Today, Amalia’s son Yianni has become a well-known singer of traditional and contemporary Greek song in the New York area. He credits his mother with his success. The brothers proudly report that Christos’ six-year-old daughter Eleni Maria has begun to learn her grandmother’s songs and has already performed in public. So the tradition continues, now spanning five generations of traditional Greek singers in one family.

Amalia in the eightiesRediscovery
One of Amalia’s most knowledgeable admirers, Athanasios Tzouvelis emigrated from Sparta to New York in 1975. (Thanasis is also known in the New York Greek community by his artistic name on radio, Alexandros Velmos.) He was amazed and thrilled to recognize Amalia and hear her singing at a community celebration in New York’s Crystal Palace in 1978. He determined then that he would find a way to interview her and broadcast her songs again on radio.

Through the friendship with Tzouvelis, who eventually interviewed her and enabled her to sing on HellasFM radio (www.hellasfm.us), Amalia met Richard Khuzami, world music/middle-eastern percussionist and producer at Dahdoo Productions. Together, Tzouvelis, Khuzami, Yiannis Anastasopoulos, and the staff at Dahdoo assisted Amalia in producing her first recording after more than forty-five years, the first and only CD release of her traditional songs in the United States–still sung so expressively in the old island style. The release of this new and historic recording has been timed to coincide with Amalia’s performance at this year’s New York World Festival.

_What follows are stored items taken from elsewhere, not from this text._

use std::time::Instant;

use sluice_bucket::Clock;

/// Clock read through tokio's timer.
///
/// Matches the process clock unless the runtime has paused time, in which
/// case it follows the paused clock.
#[derive(Clone, Copy, Debug, Default)]
pub struct TokioClock;

impl Clock for TokioClock {
    fn now(&self) -> Instant { tokio::time::Instant::now().into_std() }
}
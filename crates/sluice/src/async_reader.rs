use std::future::Future;
use std::io;
use std::pin::Pin;
use std::sync::Arc;
use std::task::{Context, Poll, ready};

use sluice_bucket::TokenBucket;
use tokio::io::{AsyncRead, ReadBuf};
use tokio::time::{Instant, Sleep, sleep};

use crate::reader::charge;

/// Async counterpart of [`ThrottledReader`](crate::ThrottledReader).
///
/// Bytes produced by a read that ends in debt are held back until the
/// longer of the two bucket waits has elapsed on the tokio timer.
pub struct AsyncThrottledReader<R> {
    source:   R,
    local:    Arc<TokenBucket>,
    shared:   Arc<TokenBucket>,
    withheld: Vec<u8>,
    /// Bytes of `withheld` already handed to the caller.
    released: usize,
    delay:    Option<Pin<Box<Sleep>>>,
}

impl<R> AsyncThrottledReader<R> {
    pub fn new(source: R, local: Arc<TokenBucket>, shared: Arc<TokenBucket>) -> Self {
        Self {
            source,
            local,
            shared,
            withheld: Vec::new(),
            released: 0,
            delay: None,
        }
    }

    pub fn local(&self) -> &Arc<TokenBucket> { &self.local }

    pub fn shared(&self) -> &Arc<TokenBucket> { &self.shared }

    pub fn get_ref(&self) -> &R { &self.source }

    /// Unwrap the source. Bytes still held back are discarded.
    pub fn into_inner(self) -> R { self.source }
}

impl<R: AsyncRead + Unpin> AsyncRead for AsyncThrottledReader<R> {
    fn poll_read(
        self: Pin<&mut Self>,
        cx: &mut Context<'_>,
        buf: &mut ReadBuf<'_>,
    ) -> Poll<io::Result<()>> {
        let this = self.get_mut();

        loop {
            if let Some(delay) = this.delay.as_mut() {
                ready!(delay.as_mut().poll(cx));
                this.delay = None;
            }

            if this.released < this.withheld.len() {
                let pending = &this.withheld[this.released..];
                let n = pending.len().min(buf.remaining());
                buf.put_slice(&pending[..n]);
                this.released += n;
                if this.released == this.withheld.len() {
                    this.withheld.clear();
                    this.released = 0;
                }
                return Poll::Ready(Ok(()));
            }

            let before = buf.filled().len();
            ready!(Pin::new(&mut this.source).poll_read(cx, buf))?;
            let n = buf.filled().len() - before;
            if n == 0 {
                return Poll::Ready(Ok(()));
            }

            let now = Instant::now().into_std();
            let wait = charge(&this.local, &this.shared, now, n);
            if wait.is_zero() {
                return Poll::Ready(Ok(()));
            }

            tracing::trace!(bytes = n, ?wait, "throttling async read");
            this.withheld.extend_from_slice(&buf.filled()[before..]);
            buf.set_filled(before);
            this.delay = Some(Box::pin(sleep(wait)));
        }
    }
}
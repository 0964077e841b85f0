//! Static engine behavior against a local HTTP server.

use url::Url;

use anycrawl::engine::static_engine::StaticEngine;
use anycrawl::engine::{EngineContext, FetchSpec};
use anycrawl::error::EngineError;
use anycrawl::types::Engine;

fn spec(url: &str) -> FetchSpec {
    FetchSpec {
        url: Url::parse(url).unwrap(),
        engine: Engine::Static,
        timeout_ms: 10_000,
        wait_for_ms: None,
        proxy: None,
    }
}

#[tokio::test]
async fn fetches_html_with_status_and_headers() {
    let mut server = mockito::Server::new_async().await;
    let _mock = server
        .mock("GET", "/page")
        .with_status(200)
        .with_header("content-type", "text/html; charset=utf-8")
        .with_body("<html><title>200 OK</title><body>200 OK</body></html>")
        .create_async()
        .await;

    let engine = StaticEngine::new(None, false, true);
    let output = engine.fetch(&spec(&format!("{}/page", server.url()))).await.unwrap();

    assert_eq!(output.status, 200);
    assert!(output.is_success_status());
    assert!(output.html().contains("200 OK"));
    assert!(output.headers.get("content-type").unwrap().starts_with("text/html"));
    match &output.context {
        EngineContext::Static { content_type, .. } => {
            assert!(content_type.as_deref().unwrap().starts_with("text/html"));
        }
        EngineContext::Browser { .. } => panic!("static engine produced a browser context"),
    }
}

#[tokio::test]
async fn non_2xx_body_is_still_returned() {
    let mut server = mockito::Server::new_async().await;
    let _mock = server
        .mock("GET", "/blocked")
        .with_status(403)
        .with_header("content-type", "text/html")
        .with_body("<html><body>403 Forbidden</body></html>")
        .create_async()
        .await;

    let engine = StaticEngine::new(None, false, true);
    let output = engine.fetch(&spec(&format!("{}/blocked", server.url()))).await.unwrap();

    assert_eq!(output.status, 403);
    assert!(!output.is_success_status());
    assert!(output.html().contains("403 Forbidden"), "failure payload carries the origin body");
}

#[tokio::test]
async fn disallowed_content_types_are_rejected() {
    let mut server = mockito::Server::new_async().await;
    let _mock = server
        .mock("GET", "/binary")
        .with_status(200)
        .with_header("content-type", "application/octet-stream")
        .with_body(vec![0u8, 159, 146, 150])
        .create_async()
        .await;

    let engine = StaticEngine::new(None, false, true);
    let err = engine.fetch(&spec(&format!("{}/binary", server.url()))).await.unwrap_err();

    match err {
        EngineError::Http { status, message } => {
            assert_eq!(status, 200);
            assert!(message.contains("unsupported content type"));
        }
        other => panic!("expected HTTP error, got {other:?}"),
    }
}

#[tokio::test]
async fn plain_text_is_allowed() {
    let mut server = mockito::Server::new_async().await;
    let _mock = server
        .mock("GET", "/robots.txt")
        .with_status(200)
        .with_header("content-type", "text/plain")
        .with_body("User-agent: *\nAllow: /")
        .create_async()
        .await;

    let engine = StaticEngine::new(None, false, true);
    let output = engine.fetch(&spec(&format!("{}/robots.txt", server.url()))).await.unwrap();
    assert!(output.html().contains("User-agent"));
}
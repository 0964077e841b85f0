//! Sitemap seeding for crawls.
//!
//! Fetches `{origin}/sitemap.xml`, follows nested sitemap indexes one
//! level deep, and returns the listed URLs. Parsing is a lightweight
//! `<loc>` scan; discovered URLs still pass the normal admission gate.

use once_cell::sync::Lazy;
use regex::Regex;
use std::time::Duration;
use tracing::debug;
use url::Url;

/// Nested sitemaps followed from an index file.
const MAX_NESTED_SITEMAPS: usize = 3;
/// URLs taken from sitemaps, before the frontier's own limit gate.
const MAX_SITEMAP_URLS: usize = 5_000;

static LOC_RE: Lazy<Regex> =
    Lazy::new(|| Regex::new(r"<loc>\s*([^<\s][^<]*?)\s*</loc>").expect("static regex"));

fn extract_locs(xml: &str) -> Vec<String> {
    LOC_RE
        .captures_iter(xml)
        .map(|c| c[1].trim().to_string())
        .collect()
}

fn is_sitemap_index(xml: &str) -> bool {
    xml.contains("<sitemapindex")
}

/// Fetch and flatten the sitemap for a seed's origin. Failures degrade to
/// an empty list; sitemaps are an accelerator, not a requirement.
pub async fn fetch_sitemap_urls(seed: &Url, user_agent: &str) -> Vec<Url> {
    let origin = match seed.join("/sitemap.xml") {
        Ok(u) => u,
        Err(_) => return Vec::new(),
    };

    let client = match reqwest::Client::builder()
        .user_agent(user_agent)
        .timeout(Duration::from_secs(15))
        .build()
    {
        Ok(c) => c,
        Err(_) => return Vec::new(),
    };

    let Some(body) = fetch_text(&client, origin.as_str()).await else {
        return Vec::new();
    };

    let mut pages: Vec<String> = Vec::new();
    if is_sitemap_index(&body) {
        for nested in extract_locs(&body).into_iter().take(MAX_NESTED_SITEMAPS) {
            if let Some(nested_body) = fetch_text(&client, &nested).await {
                pages.extend(extract_locs(&nested_body));
            }
        }
    } else {
        pages = extract_locs(&body);
    }

    let urls: Vec<Url> = pages
        .into_iter()
        .take(MAX_SITEMAP_URLS)
        .filter_map(|raw| Url::parse(&raw).ok())
        .filter(|u| matches!(u.scheme(), "http" | "https"))
        .collect();

    debug!(seed = %seed, count = urls.len(), "sitemap seeding complete");
    urls
}

async fn fetch_text(client: &reqwest::Client, url: &str) -> Option<String> {
    let response = client.get(url).send().await.ok()?;
    if !response.status().is_success() {
        return None;
    }
    response.text().await.ok()
}

#[cfg(test)]
mod tests {
    use super::*;

    #[test]
    fn loc_extraction_handles_whitespace() {
        let xml = r"<urlset>
            <url><loc> https://example.com/a </loc></url>
            <url><loc>https://example.com/b</loc></url>
        </urlset>";
        assert_eq!(extract_locs(xml), vec!["https://example.com/a", "https://example.com/b"]);
    }

    #[test]
    fn index_detection() {
        assert!(is_sitemap_index(r#"<sitemapindex xmlns="x"><sitemap></sitemap></sitemapindex>"#));
        assert!(!is_sitemap_index("<urlset></urlset>"));
    }
}
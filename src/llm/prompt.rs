//! Prompt construction for schema-driven extraction.
//!
//! The field list is a nested, indented rendering of the normalized schema
//! with type hints and descriptions, bounded by the schema depth limit.

use serde_json::Value;

use super::schema::MAX_SCHEMA_DEPTH;

/// Render the field list for the system prompt.
#[must_use]
pub fn build_field_prompt(schema: &Value) -> String {
    let mut out = String::new();
    let props = schema.get("properties").and_then(Value::as_object);
    if let Some(props) = props {
        for (name, field) in props {
            render_field(&mut out, name, field, 0);
        }
    }
    out
}

fn render_field(out: &mut String, name: &str, field: &Value, depth: usize) {
    if depth >= MAX_SCHEMA_DEPTH {
        return;
    }

    let indent = "  ".repeat(depth);
    let hint = type_hint(field);
    out.push_str(&indent);
    out.push_str("- ");
    out.push_str(name);
    if !hint.is_empty() {
        out.push_str(" (");
        out.push_str(&hint);
        out.push(')');
    }
    if let Some(desc) = field.get("description").and_then(Value::as_str) {
        out.push_str(": ");
        out.push_str(desc);
    }
    out.push('\n');

    match field.get("type").and_then(Value::as_str) {
        Some("object") => {
            if let Some(props) = field.get("properties").and_then(Value::as_object) {
                for (child_name, child) in props {
                    render_field(out, child_name, child, depth + 1);
                }
            }
        }
        Some("array") => {
            if let Some(items) = field.get("items")
                && items.get("type").and_then(Value::as_str) == Some("object")
                && let Some(props) = items.get("properties").and_then(Value::as_object)
            {
                for (child_name, child) in props {
                    render_field(out, child_name, child, depth + 1);
                }
            }
        }
        _ => {}
    }
}

fn type_hint(field: &Value) -> String {
    match field.get("type").and_then(Value::as_str) {
        Some("array") => {
            let inner = field
                .get("items")
                .and_then(|i| i.get("type"))
                .and_then(Value::as_str)
                .unwrap_or("any");
            format!("array of {inner}")
        }
        Some("object") => "object".to_string(),
        Some(other) => other.to_string(),
        None => String::new(),
    }
}

/// Full system prompt for an extraction call.
#[must_use]
pub fn build_system_prompt(
    schema: &Value,
    schema_name: Option<&str>,
    user_prompt: Option<&str>,
) -> String {
    let name = schema_name.unwrap_or("the requested structure");
    let fields = build_field_prompt(schema);
    let mut prompt = format!(
        "You are a data extraction engine. Extract {name} from the provided \
         page content.\n\nFields to extract:\n{fields}\n\
         Respond with a single JSON object matching the fields above. Use null \
         for fields that are not present in the content. Do not invent values \
         and do not add keys that are not listed."
    );
    if let Some(extra) = user_prompt {
        prompt.push_str("\n\nAdditional instructions: ");
        prompt.push_str(extra);
    }
    prompt
}

#[cfg(test)]
mod tests {
    use super::*;
    use serde_json::json;

    #[test]
    fn renders_nested_fields_with_hints() {
        let schema = json!({
            "type": "object",
            "properties": {
                "company": {"type": "string", "description": "Legal name"},
                "services": {"type": "array", "items": {"type": "string"}},
                "address": {
                    "type": "object",
                    "properties": {
                        "city": {"type": "string"}
                    }
                }
            }
        });
        let prompt = build_field_prompt(&schema);
        assert!(prompt.contains("- company (string): Legal name"));
        assert!(prompt.contains("- services (array of string)"));
        assert!(prompt.contains("- address (object)"));
        assert!(prompt.contains("  - city (string)"));
    }

    #[test]
    fn array_of_objects_recurses_into_items() {
        let schema = json!({
            "type": "object",
            "properties": {
                "people": {
                    "type": "array",
                    "items": {
                        "type": "object",
                        "properties": {"name": {"type": "string"}}
                    }
                }
            }
        });
        let prompt = build_field_prompt(&schema);
        assert!(prompt.contains("- people (array of object)"));
        assert!(prompt.contains("  - name (string)"));
    }

    #[test]
    fn system_prompt_includes_user_instructions() {
        let schema = json!({"type": "object", "properties": {"a": {"type": "string"}}});
        let prompt = build_system_prompt(&schema, Some("Company profile"), Some("Prefer English"));
        assert!(prompt.contains("Company profile"));
        assert!(prompt.contains("Prefer English"));
    }
}
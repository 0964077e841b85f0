//! Typed repository over the job store.
//!
//! Runs on `sqlx`'s Any driver so one codepath serves both sqlite and
//! postgres. Numeric columns are BIGINT and timestamps unix millis, which
//! both dialects decode identically; `$N` placeholders are valid in both.

use anyhow::{Context, Result};
use sqlx::any::{AnyPoolOptions, install_default_drivers};
use sqlx::{AnyPool, Row};
use uuid::Uuid;

use super::models::{JobResultRow, JobRow, JobStatus};
use crate::types::JobKind;

const SCHEMA_SQL: &str = r"
CREATE TABLE IF NOT EXISTS jobs (
    uuid TEXT PRIMARY KEY,
    job_id TEXT NOT NULL,
    job_type TEXT NOT NULL,
    job_queue_name TEXT NOT NULL,
    job_expire_at BIGINT NOT NULL,
    url TEXT NOT NULL,
    payload TEXT NOT NULL,
    api_key_id TEXT,
    total BIGINT NOT NULL DEFAULT 0,
    completed BIGINT NOT NULL DEFAULT 0,
    failed BIGINT NOT NULL DEFAULT 0,
    credits_used BIGINT NOT NULL DEFAULT 0,
    origin TEXT,
    status TEXT NOT NULL,
    is_success BIGINT NOT NULL DEFAULT 0,
    error_message TEXT,
    created_at BIGINT NOT NULL,
    updated_at BIGINT NOT NULL
);

CREATE TABLE IF NOT EXISTS job_results (
    uuid TEXT PRIMARY KEY,
    job_uuid TEXT NOT NULL,
    url TEXT NOT NULL,
    data TEXT NOT NULL,
    status TEXT NOT NULL,
    created_at BIGINT NOT NULL,
    updated_at BIGINT NOT NULL
);

CREATE INDEX IF NOT EXISTS idx_jobs_job_id ON jobs(job_id);
CREATE INDEX IF NOT EXISTS idx_job_results_job_uuid ON job_results(job_uuid, created_at);
";

#[derive(Clone)]
pub struct JobRepository {
    pool: AnyPool,
}

fn now_millis() -> i64 {
    chrono::Utc::now().timestamp_millis()
}

impl JobRepository {
    pub async fn connect(database_url: &str) -> Result<Self> {
        install_default_drivers();
        let pool = AnyPoolOptions::new()
            .max_connections(20)
            .connect(database_url)
            .await
            .with_context(|| format!("connecting to job store at {database_url}"))?;
        Ok(Self { pool })
    }

    pub async fn run_migrations(&self) -> Result<()> {
        sqlx::raw_sql(SCHEMA_SQL)
            .execute(&self.pool)
            .await
            .context("applying job store schema")?;
        Ok(())
    }

    pub async fn create_job(&self, job: &JobRow) -> Result<()> {
        sqlx::query(
            "INSERT INTO jobs (uuid, job_id, job_type, job_queue_name, job_expire_at, url, \
             payload, api_key_id, total, completed, failed, credits_used, origin, status, \
             is_success, error_message, created_at, updated_at) \
             VALUES ($1, $2, $3, $4, $5, $6, $7, $8, $9, $10, $11, $12, $13, $14, $15, $16, $17, $18)",
        )
        .bind(&job.uuid)
        .bind(&job.job_id)
        .bind(job.job_type.as_str())
        .bind(&job.job_queue_name)
        .bind(job.job_expire_at)
        .bind(&job.url)
        .bind(&job.payload)
        .bind(job.api_key_id.as_deref())
        .bind(job.total)
        .bind(job.completed)
        .bind(job.failed)
        .bind(job.credits_used)
        .bind(job.origin.as_deref())
        .bind(job.status.as_str())
        .bind(i64::from(job.is_success))
        .bind(job.error_message.as_deref())
        .bind(job.created_at)
        .bind(job.updated_at)
        .execute(&self.pool)
        .await
        .context("inserting job row")?;
        Ok(())
    }

    pub async fn get_job(&self, job_id: &str) -> Result<Option<JobRow>> {
        let row = sqlx::query("SELECT * FROM jobs WHERE job_id = $1")
            .bind(job_id)
            .fetch_optional(&self.pool)
            .await
            .context("selecting job row")?;
        row.map(|r| job_from_row(&r)).transpose()
    }

    /// Arithmetic counter update, safe under concurrent writers.
    pub async fn update_counters(
        &self,
        uuid: &str,
        total_delta: i64,
        completed_delta: i64,
        failed_delta: i64,
        credits_delta: i64,
    ) -> Result<()> {
        sqlx::query(
            "UPDATE jobs SET total = total + $1, completed = completed + $2, \
             failed = failed + $3, credits_used = credits_used + $4, updated_at = $5 \
             WHERE uuid = $6",
        )
        .bind(total_delta)
        .bind(completed_delta)
        .bind(failed_delta)
        .bind(credits_delta)
        .bind(now_millis())
        .bind(uuid)
        .execute(&self.pool)
        .await
        .context("updating job counters")?;
        Ok(())
    }

    /// Set-once terminal transition: writes only when the job is still
    /// pending. Returns whether this call made the transition.
    pub async fn mark_terminal(
        &self,
        uuid: &str,
        status: JobStatus,
        is_success: bool,
        error_message: Option<&str>,
    ) -> Result<bool> {
        debug_assert!(status.is_terminal());
        let result = sqlx::query(
            "UPDATE jobs SET status = $1, is_success = $2, error_message = $3, updated_at = $4 \
             WHERE uuid = $5 AND status = 'pending'",
        )
        .bind(status.as_str())
        .bind(i64::from(is_success))
        .bind(error_message)
        .bind(now_millis())
        .bind(uuid)
        .execute(&self.pool)
        .await
        .context("marking job terminal")?;
        Ok(result.rows_affected() > 0)
    }

    pub async fn insert_result(&self, result: &JobResultRow) -> Result<()> {
        sqlx::query(
            "INSERT INTO job_results (uuid, job_uuid, url, data, status, created_at, updated_at) \
             VALUES ($1, $2, $3, $4, $5, $6, $7)",
        )
        .bind(&result.uuid)
        .bind(&result.job_uuid)
        .bind(&result.url)
        .bind(&result.data)
        .bind(&result.status)
        .bind(result.created_at)
        .bind(result.updated_at)
        .execute(&self.pool)
        .await
        .context("inserting job result")?;
        Ok(())
    }

    /// Page of results in insertion order (created_at, uuid as tie-break).
    pub async fn list_results(
        &self,
        job_uuid: &str,
        skip: i64,
        limit: i64,
    ) -> Result<Vec<JobResultRow>> {
        let rows = sqlx::query(
            "SELECT * FROM job_results WHERE job_uuid = $1 \
             ORDER BY created_at ASC, uuid ASC LIMIT $2 OFFSET $3",
        )
        .bind(job_uuid)
        .bind(limit)
        .bind(skip)
        .fetch_all(&self.pool)
        .await
        .context("listing job results")?;

        rows.iter().map(result_from_row).collect()
    }

    pub async fn count_results(&self, job_uuid: &str) -> Result<i64> {
        let row = sqlx::query("SELECT COUNT(*) AS n FROM job_results WHERE job_uuid = $1")
            .bind(job_uuid)
            .fetch_one(&self.pool)
            .await
            .context("counting job results")?;
        let n: i64 = row.try_get("n").context("decoding result count")?;
        Ok(n)
    }

    /// Delete jobs (and their results) whose TTL expired.
    pub async fn evict_expired(&self) -> Result<u64> {
        let now = now_millis();
        sqlx::query(
            "DELETE FROM job_results WHERE job_uuid IN \
             (SELECT uuid FROM jobs WHERE job_expire_at < $1)",
        )
        .bind(now)
        .execute(&self.pool)
        .await
        .context("evicting expired job results")?;

        let result = sqlx::query("DELETE FROM jobs WHERE job_expire_at < $1")
            .bind(now)
            .execute(&self.pool)
            .await
            .context("evicting expired jobs")?;
        Ok(result.rows_affected())
    }
}

fn job_from_row(row: &sqlx::any::AnyRow) -> Result<JobRow> {
    let job_type_raw: String = row.try_get("job_type")?;
    let status_raw: String = row.try_get("status")?;
    let job_type: JobKind = serde_json::from_value(serde_json::Value::String(job_type_raw.clone()))
        .with_context(|| format!("unknown job_type {job_type_raw}"))?;
    let status = JobStatus::parse(&status_raw)
        .with_context(|| format!("unknown status {status_raw}"))?;

    Ok(JobRow {
        uuid: row.try_get("uuid")?,
        job_id: row.try_get("job_id")?,
        job_type,
        job_queue_name: row.try_get("job_queue_name")?,
        job_expire_at: row.try_get("job_expire_at")?,
        url: row.try_get("url")?,
        payload: row.try_get("payload")?,
        api_key_id: row.try_get("api_key_id")?,
        total: row.try_get("total")?,
        completed: row.try_get("completed")?,
        failed: row.try_get("failed")?,
        credits_used: row.try_get("credits_used")?,
        origin: row.try_get("origin")?,
        status,
        is_success: row.try_get::<i64, _>("is_success")? != 0,
        error_message: row.try_get("error_message")?,
        created_at: row.try_get("created_at")?,
        updated_at: row.try_get("updated_at")?,
    })
}

fn result_from_row(row: &sqlx::any::AnyRow) -> Result<JobResultRow> {
    Ok(JobResultRow {
        uuid: row.try_get("uuid")?,
        job_uuid: row.try_get("job_uuid")?,
        url: row.try_get("url")?,
        data: row.try_get("data")?,
        status: row.try_get("status")?,
        created_at: row.try_get("created_at")?,
        updated_at: row.try_get("updated_at")?,
    })
}

/// Fresh row for a newly submitted job.
#[must_use]
pub fn new_job_row(
    kind: JobKind,
    queue_name: &str,
    url: &str,
    payload: String,
    api_key_id: Option<String>,
    origin: Option<String>,
) -> JobRow {
    let now = now_millis();
    let uuid = Uuid::new_v4().to_string();
    JobRow {
        job_id: uuid.clone(),
        uuid,
        job_type: kind,
        job_queue_name: queue_name.to_string(),
        job_expire_at: now + kind.expiry().num_milliseconds(),
        url: url.to_string(),
        payload,
        api_key_id,
        total: 0,
        completed: 0,
        failed: 0,
        credits_used: 0,
        origin,
        status: JobStatus::Pending,
        is_success: false,
        error_message: None,
        created_at: now,
        updated_at: now,
    }
}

New York World Festival: Music Around the Mediterranean
So it is with pride that the Center for Traditional Music and Dance, the World Music Institute, Central Park SummerStage, Dahdoo Productions, HellasFM Radio, and Amalia’s many friends and family members invite you to hear her sing on Sunday, September 16th at Central Park SummerStage (Rumsey Playfield, mid-park at 69th Street), as part of the New York World Festival:Music Around the Mediterranean, featuring the rich traditions of Morocco, Greece, and Spain. Amalia will perform Greek island repertoire (nisiotika) with Vasilis Patrikis on violin and John Themelis on laouto, master clarinetist Lefteris Bournias, keyboardist/music director Yiannis Anastasopoulos, Mavrothis Kontanis on oud, Richard Khuzami on percussion, and guest vocals by Amalia’s son Yiannis Papastefanou.

The festival line-up includes Hassan Hakmoun performing ecstatic music and dance from Moroccan Gnawa trance ceremonies; the Orchestra of Tangier, a leading Moroccan ensemble specializing in Andalusian music, under the direction of Ahmed Zaitouni; Pontic lyravirtuoso Christos Tiktapanidis performing soulful melodies and energetic dance tunes; and the masked Dimonis d’Albopàs, from the Balearic Islands of Spain, who will open the show with a festive and colorful parade of masked “demons,” drummers, and bagpipers.

The program also includes two pre-concert Artist Encounters–a 1:30 workshop on Moroccan Gnawa music with Hassan Hakmoun, and a 2:15 workshop on Greek dance from the Dodecanese islands with Demetri Tashie and other instructors affiliated with the Greek American Folklore Society. Please join us in celebrating Amalia’s homecoming in song, and the release of her long-awaited new CD.